Finite groups of symplectic automorphisms of hyperkähler manifolds of type $K3^{[2]}$
Gerald Höhn, Geoffrey Mason
TL;DR
This work classifies finite groups G that can act as symplectic automorphisms on hyperkähler manifolds deformation equivalent to K3^{[2]}. It reduces the problem to lattice-theoretic constraints via an embedding into the Leech lattice and the Conway group Co_0, yielding two main families: subgroups of M_{23} with at least four orbits on 24 points, and subgroups of Co_0 tied to S-lattices (notably 3^{1+4}.2.2^2 and 3^4.A_6). The authors enumerate 198 admissible Con0_0-conjugacy classes, identify 69 coinvariant lattices L_G, and show how many realize symplectic actions on K3^{[2]}—leading to at least 243 deformation classes of such actions. They further connect these geometric symmetries to Mathieu Moonshine, showing that the equivariant elliptic genus and the second quantized genus for several Moonshine classes match Moonshine predictions, thereby linking hyperkähler geometry, lattice theory, and Moonshine phenomena.
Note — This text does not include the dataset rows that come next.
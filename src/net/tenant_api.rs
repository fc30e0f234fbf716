//! Tenant-config endpoint: `GET /api/v1/config/tenant`.
//!
//! SYSTEM CONTEXT
//! ==============
//! This is the call that establishes tenant identity from the access token's
//! subject, so it is sent with a bearer header only and never a tenant header.
//!
//! The endpoint has historically named the tenant identifier `tenantId`,
//! `recordId`, or `id`; [`TenantConfigResponse::record_id`] accepts all three
//! in that precedence.

use async_trait::async_trait;
use serde::Deserialize;
use serde_json::{Map, Value};
use tracing::instrument;

use crate::config::SessionConfig;
use crate::error::TenantApiError;
use crate::state::credentials::normalize_role;
use crate::state::tenant::{Plan, TenantConfig};

#[derive(Debug, Clone, Default, Deserialize)]
#[serde(rename_all = "camelCase")]
pub struct TenantUser {
    #[serde(default)]
    pub role: Option<String>,
}

#[derive(Debug, Clone, Default, Deserialize)]
#[serde(rename_all = "camelCase", default)]
pub struct TenantConfigResponse {
    pub tenant_id: Option<Value>,
    pub record_id: Option<Value>,
    pub id: Option<Value>,
    pub account_code: Option<String>,
    pub slug: Option<String>,
    pub name: Option<String>,
    pub plan: Option<String>,
    pub settings: Option<Map<String, Value>>,
    pub theme: Option<Map<String, Value>>,
    pub feature_flags: Option<Map<String, Value>>,
    pub user: Option<TenantUser>,
}

/// A tenant response reduced to what the stores need.
#[derive(Debug, Clone, PartialEq)]
pub struct ResolvedTenant {
    pub config: TenantConfig,
    /// Normalized role of the calling user within the tenant, if reported.
    pub role: Option<String>,
}

impl TenantConfigResponse {
    /// Tenant identifier, preferring `tenantId`, then `recordId`, then `id`.
    #[must_use]
    pub fn record_id(&self) -> Option<String> {
        [&self.tenant_id, &self.record_id, &self.id]
            .into_iter()
            .flatten()
            .find_map(id_string)
    }

    /// # Errors
    ///
    /// Returns [`TenantApiError::Malformed`] when no tenant identifier is present.
    pub fn resolve(self) -> Result<ResolvedTenant, TenantApiError> {
        let record_id = self
            .record_id()
            .ok_or_else(|| TenantApiError::Malformed("no tenant identifier in response".to_owned()))?;

        let config = TenantConfig {
            record_id,
            account_code: self.account_code.filter(|c| !c.is_empty()),
            slug: self.slug.unwrap_or_default(),
            name: self.name.unwrap_or_default(),
            plan: self.plan.as_deref().map_or(Plan::Free, Plan::from_label),
            settings: self.settings.unwrap_or_default(),
            theme: self.theme.unwrap_or_default(),
            feature_flags: self.feature_flags.unwrap_or_default(),
        };
        let role = normalize_role(self.user.and_then(|u| u.role));
        Ok(ResolvedTenant { config, role })
    }
}

fn id_string(value: &Value) -> Option<String> {
    match value {
        Value::String(s) if !s.is_empty() => Some(s.clone()),
        Value::Number(n) => Some(n.to_string()),
        _ => None,
    }
}

#[async_trait]
pub trait TenantApi: Send + Sync {
    /// # Errors
    ///
    /// Returns [`TenantApiError`] on transport failure, non-2xx status, or an undecodable body.
    async fn fetch_tenant_config(&self, access_token: &str) -> Result<TenantConfigResponse, TenantApiError>;
}

// =============================================================================
// HTTP IMPLEMENTATION
// =============================================================================

pub struct HttpTenantApi {
    http: reqwest::Client,
    url: String,
}

impl HttpTenantApi {
    /// # Errors
    ///
    /// Returns [`TenantApiError::Transport`] if the HTTP client fails to build.
    pub fn new(config: &SessionConfig) -> Result<Self, TenantApiError> {
        let http = reqwest::Client::builder()
            .timeout(config.http_timeout)
            .user_agent(concat!(env!("CARGO_PKG_NAME"), "/", env!("CARGO_PKG_VERSION")))
            .build()
            .map_err(|e| TenantApiError::Transport(e.to_string()))?;
        Ok(Self { http, url: config.tenant_config_url().to_string() })
    }
}

#[async_trait]
impl TenantApi for HttpTenantApi {
    #[instrument(skip_all)]
    async fn fetch_tenant_config(&self, access_token: &str) -> Result<TenantConfigResponse, TenantApiError> {
        let resp = self
            .http
            .get(&self.url)
            .bearer_auth(access_token)
            .header("Accept", "application/json")
            .send()
            .await
            .map_err(|e| TenantApiError::Transport(e.to_string()))?;

        if !resp.status().is_success() {
            return Err(TenantApiError::Status(resp.status().as_u16()));
        }

        let body = resp
            .text()
            .await
            .map_err(|e| TenantApiError::Transport(e.to_string()))?;
        parse_tenant_response(&body)
    }
}

fn parse_tenant_response(body: &str) -> Result<TenantConfigResponse, TenantApiError> {
    serde_json::from_str(body).map_err(|e| TenantApiError::Malformed(e.to_string()))
}

#[cfg(test)]
#[path = "tenant_api_test.rs"]
mod tests;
Overall, the paper extends Mukai’s K3-surface classification to the K3^{[2]} setting, provides explicit realizations and deformation classifications, and reveals deep ties to moonshine via refined elliptic-genus invariants.
Abstract
We determine the possible finite groups $G$ of symplectic automorphisms of hyperkähler manifolds which are deformation equivalent to the second Hilbert scheme of a K3 surface. We prove that $G$ has such an action if, and only if, it is isomorphic to a subgroup of either the Mathieu group $M_{23}$ having at least four orbits in its natural permutation representation on $24$ elements, or one of two groups $3^{1+4}{:}2.2^2$ and $3^4{:}A_6$ associated to $\mathcal{S}$-lattices in the Leech lattice. We describe in detail those $G$ which are maximal with respect to these properties, and (in most cases) we determine all deformation equivalence classes of such group actions. We also compare our results with the predictions of Mathieu Moonshine.